Rochelle (Shelley) Rodrigo

phone icon757-683-3997


Photo Credit: Thomas Hawk via Compfight cc

Statement on Scholarship

Pre-Tenure Portfolio
(February 2014)

My overarching scholarly agenda assesses how “newer” technologies better facilitate communicative interactions; most of this work focuses on teaching and learning. Almost all of my scholarly projects develop as problems from and/or reflections of specific contexts. Since starting work at ODU in Fall 2011, I have worked on wrapping up projects that were started before coming to ODU while slowly developing new contextualized scholarly projects with collaborators at ODU.

The core-idea for The Wadsworth Guide to Research (WGtR), rhetorically situated research, emerged directly from teaching research-based, first-year writing courses. One of the major changes to the second edition of WGtR, primarily completed my first year at ODU, developed from the complexity of teaching and learning academic citation with various types of 21st century digital texts. Similarly, both recently accepted (one already published) refereed journal articles also account for teaching and learning in contemporary digital spaces.

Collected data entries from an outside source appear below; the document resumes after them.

//! DHCPv6 message constants.

use std::net::Ipv6Addr;

/// The message type octet and the 24 bit transaction identifier.
pub const SIZE_HEADER: usize = 4;

/// The option code and length octet pairs before each option payload.
pub const SIZE_OPTION_PREFIX: usize = 4;

/// Transaction identifiers are 24 bits wide.
pub const XID_MASK: u32 = 0x00ff_ffff;

/// The port the client listens on.
pub const PORT_CLIENT: u16 = 546;

/// The port servers and relay agents listen on.
pub const PORT_SERVER: u16 = 547;

/// The All_DHCP_Relay_Agents_and_Servers multicast group.
pub const ALL_DHCP_RELAY_AGENTS_AND_SERVERS: Ipv6Addr =
    Ipv6Addr::new(0xff02, 0, 0, 0, 0, 0, 0x0001, 0x0002);

/// The fixed IAID, T1 and T2 fields of IA_NA and IA_PD.
pub const SIZE_IA_FIXED: usize = 12;

/// The fixed IAID field of IA_TA.
pub const SIZE_IA_TA_FIXED: usize = 4;

/// The fixed address and lifetime fields of IAADDR.
pub const SIZE_IA_ADDRESS_FIXED: usize = 24;

/// The fixed lifetime, length and prefix fields of IAPREFIX.
pub const SIZE_IA_PREFIX_FIXED: usize = 25;

/// The longest label allowed in a DNS encoded domain name.
pub const SIZE_LABEL_MAXIMAL: usize = 63;

/// The hardware type recorded inside link layer DUIDs.
pub const HARDWARE_TYPE_ETHERNET: u16 = 1;

/// The saturation value of the ELAPSED_TIME option, in centiseconds.
pub const ELAPSED_TIME_MAXIMAL: u16 = 0xffff;
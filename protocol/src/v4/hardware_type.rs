//! DHCPv4 message hardware type module.

use std::fmt;

/// BOOTP hardware type.
///
/// Only MAC-48 Ethernet is implemented.
#[derive(Debug, Clone, Copy, PartialEq, Eq)]
pub enum HardwareType {
    Undefined = 0,
    Ethernet,
}

impl From<u8> for HardwareType {
    fn from(value: u8) -> Self {
        use self::HardwareType::*;
        match value {
            1 => Ethernet,

            _ => Undefined,
        }
    }
}

impl fmt::Display for HardwareType {
    fn fmt(&self, f: &mut fmt::Formatter) -> fmt::Result {
        use self::HardwareType::*;
        match self {
            Ethernet => write!(f, "Ethernet"),

            Undefined => write!(f, "UNDEFINED"),
        }
    }
}
//! The reactor wake tokens and timer queues.

/// The timer queue of the DHCPv4 engine.
pub const QUEUE_DHCP4: u32 = 1;

/// The timer queue of the DHCPv6 engine.
pub const QUEUE_DHCP6: u32 = 2;

/// The timer queue of the address claim engine.
pub const QUEUE_ARP: u32 = 3;

/// The timer queue of the link local engine.
pub const QUEUE_IPV4LL: u32 = 4;

/// The wake tokens dispatched by the reactor.
///
/// Timer wakes carry the interface index as the owner, so every engine
/// schedules against its own interface without disturbing the others.
#[derive(Debug, Clone, Copy, PartialEq, Eq)]
pub enum Event {
    /// A DHCPv4 retransmission or delayed restart is due.
    Dhcp4Send,
    /// The DHCPv4 renewal time T1 passed.
    Dhcp4Renew,
    /// The DHCPv4 rebinding time T2 passed.
    Dhcp4Rebind,
    /// The DHCPv4 lease ran out.
    Dhcp4Expire,
    /// The DHCPv4 socket of an interface is readable.
    Dhcp4Socket,

    /// A DHCPv6 transmission is due.
    Dhcp6Send,
    /// The duration bound of the running DHCPv6 exchange passed.
    Dhcp6Deadline,
    /// The DHCPv6 renewal time T1 passed.
    Dhcp6Renew,
    /// The DHCPv6 rebinding time T2 passed.
    Dhcp6Rebind,
    /// The shortest DHCPv6 valid lifetime ran out.
    Dhcp6Expire,
    /// The shared DHCPv6 socket is readable.
    Dhcp6Socket,

    /// A probe or announcement of the claim ordered by DHCPv4 is due.
    ArpDhcpTick,
    /// A probe or announcement of the claim ordered by IPv4LL is due.
    ArpLlTick,
    /// The ARP socket of an interface is readable.
    ArpSocket,

    /// A link local candidate selection or rate limited retry is due.
    LlTick,

    /// Reserved for embedders waking the loop from the outside, like a
    /// signal handler pipe. Never dispatched by the daemon itself.
    Signal,
}
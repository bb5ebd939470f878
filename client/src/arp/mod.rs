//! The RFC 5227 address claim engine.
//!
//! One engine runs per interface. The DHCPv4 and the link-local state
//! machines each own at most one claim at a time, so the engine tracks
//! up to two claims and shares one raw socket between them. The socket
//! is opened with the first claim and closed with the last one.
//!
//! Probe and announcement packets are transmitted from the claim tick
//! handler. Starting a cycle only schedules an immediate tick, so every
//! transmission goes through the same path.

pub mod packet;

use std::{
    io,
    net::Ipv4Addr,
    os::unix::io::{AsRawFd, RawFd},
    time::{Duration, Instant},
};

use eui48::MacAddress;
use rand::Rng;

use dhcp_eloop::EventLoop;
use dhcp_platform::{Interface, LinkSocket, SocketFactory};

use crate::event::{Event, QUEUE_ARP};

use self::packet::{Packet, ETHERTYPE_ARP, SIZE_PACKET};

/// The RFC 5227 section 1.1 timing constants.
pub const PROBE_WAIT: f64 = 1.0;
pub const PROBE_NUM: u32 = 3;
pub const PROBE_MIN: f64 = 1.0;
pub const PROBE_MAX: f64 = 2.0;
pub const ANNOUNCE_WAIT: u64 = 2;
pub const ANNOUNCE_NUM: u32 = 2;
pub const ANNOUNCE_INTERVAL: u64 = 2;
pub const DEFEND_INTERVAL: u64 = 10;

/// The state machine a claim belongs to.
#[derive(Debug, Clone, Copy, PartialEq, Eq)]
pub enum Originator {
    Dhcp,
    LinkLocal,
}

/// An outcome reported back to the claim's originator.
#[derive(Debug, Clone, PartialEq, Eq)]
pub enum ClaimEvent {
    /// The probe cycle saw no conflict. The address may be used.
    Probed(Ipv4Addr),
    /// The announcement cycle has completed. The claim is defended now.
    Announced(Ipv4Addr),
    /// The address is in use elsewhere and the claim was abandoned.
    Conflict {
        address: Ipv4Addr,
        /// The offending sender, or `None` for a duplicate reported
        /// from outside the engine.
        reporter: Option<MacAddress>,
    },
}

#[derive(Debug, Clone, Copy)]
enum ClaimState {
    Probing { sent: u32 },
    /// All probes are out. The quiet period before the probed outcome.
    ProbeWait,
    Announcing { sent: u32 },
    Defending { last_defense: Instant },
}

struct Claim {
    originator: Originator,
    address: Ipv4Addr,
    tick: Event,
    state: ClaimState,
}

/// The claim engine of one interface.
pub struct Arp {
    interface: Interface,
    socket: Option<Box<dyn LinkSocket>>,
    claims: Vec<Claim>,
}

impl Arp {
    pub fn new(interface: Interface) -> Self {
        Self {
            interface,
            socket: None,
            claims: Vec::new(),
        }
    }

    /// The descriptor of the shared raw socket, if one is open.
    pub fn socket_fd(&self) -> Option<RawFd> {
        self.socket.as_ref().map(|socket| socket.as_raw_fd())
    }

    /// Starts a probe cycle for `candidate` on behalf of `originator`.
    ///
    /// A previous claim by the same originator is dropped first.
    ///
    /// # Errors
    /// `io::Error` if the raw socket cannot be opened. No claim is
    /// created and no outcome will be reported. The caller owns the
    /// retry policy.
    pub fn probe(
        &mut self,
        eloop: &mut EventLoop<Event>,
        sockets: &mut dyn SocketFactory,
        originator: Originator,
        candidate: Ipv4Addr,
    ) -> io::Result<()> {
        self.drop_claim(eloop, originator);
        self.ensure_socket(eloop, sockets)?;
        let tick = Self::tick_event(originator);
        self.claims.push(Claim {
            originator,
            address: candidate,
            tick,
            state: ClaimState::Probing { sent: 0 },
        });
        debug!("{}: probing for {}", self.interface.name, candidate);
        eloop.schedule(Duration::ZERO, QUEUE_ARP, tick, self.owner());
        Ok(())
    }

    /// Starts the announcement cycle for the originator's claim.
    ///
    /// Without a preceding probe cycle the claim is created on the
    /// spot, so a revived lease can be announced directly.
    ///
    /// # Errors
    /// `io::Error` if the raw socket cannot be opened.
    pub fn announce(
        &mut self,
        eloop: &mut EventLoop<Event>,
        sockets: &mut dyn SocketFactory,
        originator: Originator,
        address: Ipv4Addr,
    ) -> io::Result<()> {
        self.ensure_socket(eloop, sockets)?;
        let tick = Self::tick_event(originator);
        match self
            .claims
            .iter_mut()
            .find(|claim| claim.originator == originator)
        {
            Some(claim) => {
                claim.address = address;
                claim.state = ClaimState::Announcing { sent: 0 };
            }
            None => self.claims.push(Claim {
                originator,
                address,
                tick,
                state: ClaimState::Announcing { sent: 0 },
            }),
        }
        debug!("{}: announcing {}", self.interface.name, address);
        eloop.schedule(Duration::ZERO, QUEUE_ARP, tick, self.owner());
        Ok(())
    }

    /// Abandons the originator's claim without reporting an outcome.
    pub fn release(&mut self, eloop: &mut EventLoop<Event>, originator: Originator) {
        self.drop_claim(eloop, originator);
        self.close_if_idle(eloop);
    }

    /// Advances a claim cycle after its tick timer has fired.
    pub fn handle_tick(
        &mut self,
        eloop: &mut EventLoop<Event>,
        tick: Event,
    ) -> Option<(Originator, ClaimEvent)> {
        let index = self.claims.iter().position(|claim| claim.tick == tick)?;
        let owner = self.owner();
        let originator = self.claims[index].originator;
        let address = self.claims[index].address;

        match self.claims[index].state {
            ClaimState::Probing { sent } => {
                self.transmit(&Packet::probe(self.interface.hardware_address, address));
                let sent = sent + 1;
                if sent == PROBE_NUM {
                    self.claims[index].state = ClaimState::ProbeWait;
                    eloop.schedule(Duration::from_secs(ANNOUNCE_WAIT), QUEUE_ARP, tick, owner);
                } else {
                    self.claims[index].state = ClaimState::Probing { sent };
                    let delay = rand::thread_rng().gen_range(PROBE_MIN..PROBE_MAX);
                    eloop.schedule(Duration::from_secs_f64(delay), QUEUE_ARP, tick, owner);
                }
                None
            }
            ClaimState::ProbeWait => Some((originator, ClaimEvent::Probed(address))),
            ClaimState::Announcing { sent } => {
                if sent == ANNOUNCE_NUM {
                    self.claims[index].state = ClaimState::Defending {
                        last_defense: Instant::now(),
                    };
                    debug!("{}: {} is defended from now on", self.interface.name, address);
                    Some((originator, ClaimEvent::Announced(address)))
                } else {
                    self.transmit(&Packet::announce(self.interface.hardware_address, address));
                    self.claims[index].state = ClaimState::Announcing { sent: sent + 1 };
                    eloop.schedule(
                        Duration::from_secs(ANNOUNCE_INTERVAL),
                        QUEUE_ARP,
                        tick,
                        owner,
                    );
                    None
                }
            }
            ClaimState::Defending { .. } => None,
        }
    }

    /// Drains the raw socket and checks every frame against the claims.
    ///
    /// A conflicting frame ends the claim it hits, except while the
    /// claim is defending and the previous defense is fresher than
    /// `DEFEND_INTERVAL`. Then the conflict is answered with another
    /// announcement instead.
    pub fn handle_socket(
        &mut self,
        eloop: &mut EventLoop<Event>,
    ) -> Vec<(Originator, ClaimEvent)> {
        let mut outcomes = Vec::new();
        let mut buffer = [0u8; 128];
        loop {
            let amount = match self.socket.as_mut() {
                Some(socket) => match socket.recv(&mut buffer) {
                    Ok(Some(amount)) => amount,
                    Ok(None) => break,
                    Err(error) => {
                        warn!(
                            "{}: unable to receive an ARP packet: {}",
                            self.interface.name, error
                        );
                        break;
                    }
                },
                None => break,
            };
            let packet = match Packet::from_bytes(&buffer[..amount]) {
                Ok(packet) => packet,
                Err(error) => {
                    debug!(
                        "{}: dropping a malformed ARP packet: {}",
                        self.interface.name, error
                    );
                    continue;
                }
            };
            if packet.sender_hardware == self.interface.hardware_address {
                continue;
            }
            self.inspect(eloop, &packet, &mut outcomes);
        }
        self.close_if_idle(eloop);
        outcomes
    }

    /// Handles a duplicate reported from outside the engine, like the
    /// kernel's own duplicate address detection. The claim is always
    /// surrendered, even while defending.
    pub fn external_conflict(
        &mut self,
        eloop: &mut EventLoop<Event>,
        address: Ipv4Addr,
    ) -> Vec<(Originator, ClaimEvent)> {
        let owner = self.owner();
        let mut outcomes = Vec::new();
        let mut index = 0;
        while index < self.claims.len() {
            if self.claims[index].address != address {
                index += 1;
                continue;
            }
            let claim = self.claims.remove(index);
            eloop.cancel(QUEUE_ARP, Some(claim.tick), owner);
            warn!(
                "{}: {} was reported as a duplicate",
                self.interface.name, address
            );
            outcomes.push((
                claim.originator,
                ClaimEvent::Conflict {
                    address,
                    reporter: None,
                },
            ));
        }
        self.close_if_idle(eloop);
        outcomes
    }

    fn inspect(
        &mut self,
        eloop: &mut EventLoop<Event>,
        packet: &Packet,
        outcomes: &mut Vec<(Originator, ClaimEvent)>,
    ) {
        let owner = self.owner();
        let mut index = 0;
        while index < self.claims.len() {
            let address = self.claims[index].address;
            let conflicting = packet.sender_protocol == address
                || (packet.sender_protocol.is_unspecified() && packet.target_protocol == address);
            if !conflicting {
                index += 1;
                continue;
            }
            if let ClaimState::Defending { last_defense } = self.claims[index].state {
                if last_defense.elapsed() < Duration::from_secs(DEFEND_INTERVAL) {
                    info!(
                        "{}: defending {} against {}",
                        self.interface.name, address, packet.sender_hardware
                    );
                    self.claims[index].state = ClaimState::Defending {
                        last_defense: Instant::now(),
                    };
                    self.transmit(&Packet::announce(self.interface.hardware_address, address));
                    index += 1;
                    continue;
                }
            }
            let claim = self.claims.remove(index);
            eloop.cancel(QUEUE_ARP, Some(claim.tick), owner);
            warn!(
                "{}: {} is in use by {}",
                self.interface.name, address, packet.sender_hardware
            );
            outcomes.push((
                claim.originator,
                ClaimEvent::Conflict {
                    address,
                    reporter: Some(packet.sender_hardware),
                },
            ));
        }
    }

    fn transmit(&mut self, packet: &Packet) {
        let mut buffer = [0u8; SIZE_PACKET];
        let result = packet.to_bytes(&mut buffer).and_then(|amount| {
            match self.socket.as_mut() {
                Some(socket) => socket.send(MacAddress::broadcast(), &buffer[..amount]),
                None => Err(io::Error::new(io::ErrorKind::NotConnected, "No raw socket")),
            }
        });
        if let Err(error) = result {
            warn!(
                "{}: unable to send an ARP packet: {}",
                self.interface.name, error
            );
        }
    }

    fn ensure_socket(
        &mut self,
        eloop: &mut EventLoop<Event>,
        sockets: &mut dyn SocketFactory,
    ) -> io::Result<()> {
        if self.socket.is_some() {
            return Ok(());
        }
        let socket = sockets.link(&self.interface, ETHERTYPE_ARP)?;
        eloop
            .register_io(socket.as_raw_fd(), Some(Event::ArpSocket), None)
            .map_err(|error| io::Error::new(io::ErrorKind::InvalidInput, error))?;
        self.socket = Some(socket);
        Ok(())
    }

    fn close_if_idle(&mut self, eloop: &mut EventLoop<Event>) {
        if !self.claims.is_empty() {
            return;
        }
        if let Some(socket) = self.socket.take() {
            eloop.unregister_io(socket.as_raw_fd(), false);
        }
    }

    fn drop_claim(&mut self, eloop: &mut EventLoop<Event>, originator: Originator) {
        let owner = self.owner();
        if let Some(index) = self
            .claims
            .iter()
            .position(|claim| claim.originator == originator)
        {
            let claim = self.claims.remove(index);
            eloop.cancel(QUEUE_ARP, Some(claim.tick), owner);
        }
    }

    fn tick_event(originator: Originator) -> Event {
        match originator {
            Originator::Dhcp => Event::ArpDhcpTick,
            Originator::LinkLocal => Event::ArpLlTick,
        }
    }

    fn owner(&self) -> u64 {
        u64::from(self.interface.index)
    }

    #[cfg(test)]
    fn backdate_defense(&mut self, originator: Originator, by: Duration) {
        if let Some(claim) = self
            .claims
            .iter_mut()
            .find(|claim| claim.originator == originator)
        {
            if let ClaimState::Defending {
                ref mut last_defense,
            } = claim.state
            {
                *last_defense = Instant::now() - by;
            }
        }
    }
}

Four of the five completed manuscripts out for first or second review also focus on teaching with digital technologies like wikis, blogs, and mobile devices. Some scholarly pieces are more theoretical, arguing how the affordances of specific technologies meet contemporary theoretical frameworks for teaching and learning. Others are very applied, providing specific examples of how to implement a given technology within a specific learning context. Finally, some are empirical, usually more qualitative, than quantitative; however, a benefit of collaborating with others is matching up different topic and methodological expertise.

Most of my publications are co-authored; this is a “long-standing writing studies research tradition” (Nickoson & Sheridan, p. 8).  My collaborative scholarly practices developed as a full-time faculty member at a Community College teaching a 5/5 load; it was the only way to continue doing scholarship. Now I prefer to work collaboratively because multiple voices and perspectives bring more to any given project. While at ODU, I have already collaboratively published as well as written and received grants with graduate students. The two major scholarly projects I am co-developing, bridge across colleges and institutional department as well as incorporate both undergraduate and graduate student participation.

Since I was hired as the “new media” specialist for the Department of English, I have continued to focus my scholarly agenda on digital media as well as submit to and publish in digital venues that allow for alternative displays of scholarly work. For example, by working with the editors of the online journal Enculturation, my co-authors and I were able to construct and interactive timeline that specifically addressed the suggestions for revision by the two peer reviewers. As the cost of traditional print publication processes increase, I model for our PhD students the affordances of digital publication along with the venues of more established and respected online journals and book-length publishers in the field.

Since I was officially hired in Spring 2012, I have been scaffolding two scholarly projects (the Learn-to-Learn Game and ODU Learns) towards a long-term, combined project. Almost all of the internal and external grants I have applied to while at ODU have requested funds to further develop aspects of these two projects. Two graduate students, one who is also a full-time instructor, and I received the Faculty Innovator Grant as seed money to start developing the L2L Game. Since then we have started to closely collaborate with a faculty member from the College of Education as well as staff from various student service departments. I currently have a Faculty Proposal Preparation Program (FP3) grant from the Office of Research to develop an external grant proposal that works to combine these projects into a mobile learning environment. In Fall 2013 I was asked to join an Undergraduate Research Apprenticeship Program organized by faculty in Psychology and Political Science; participation has helped me improve working with undergraduate researchers.

Nickoson, Lee, & Sheridan, Mary P. (2012). Writing studies research in practice: Methods and methodologies. Carbondale, IL: Southern Illinois UP.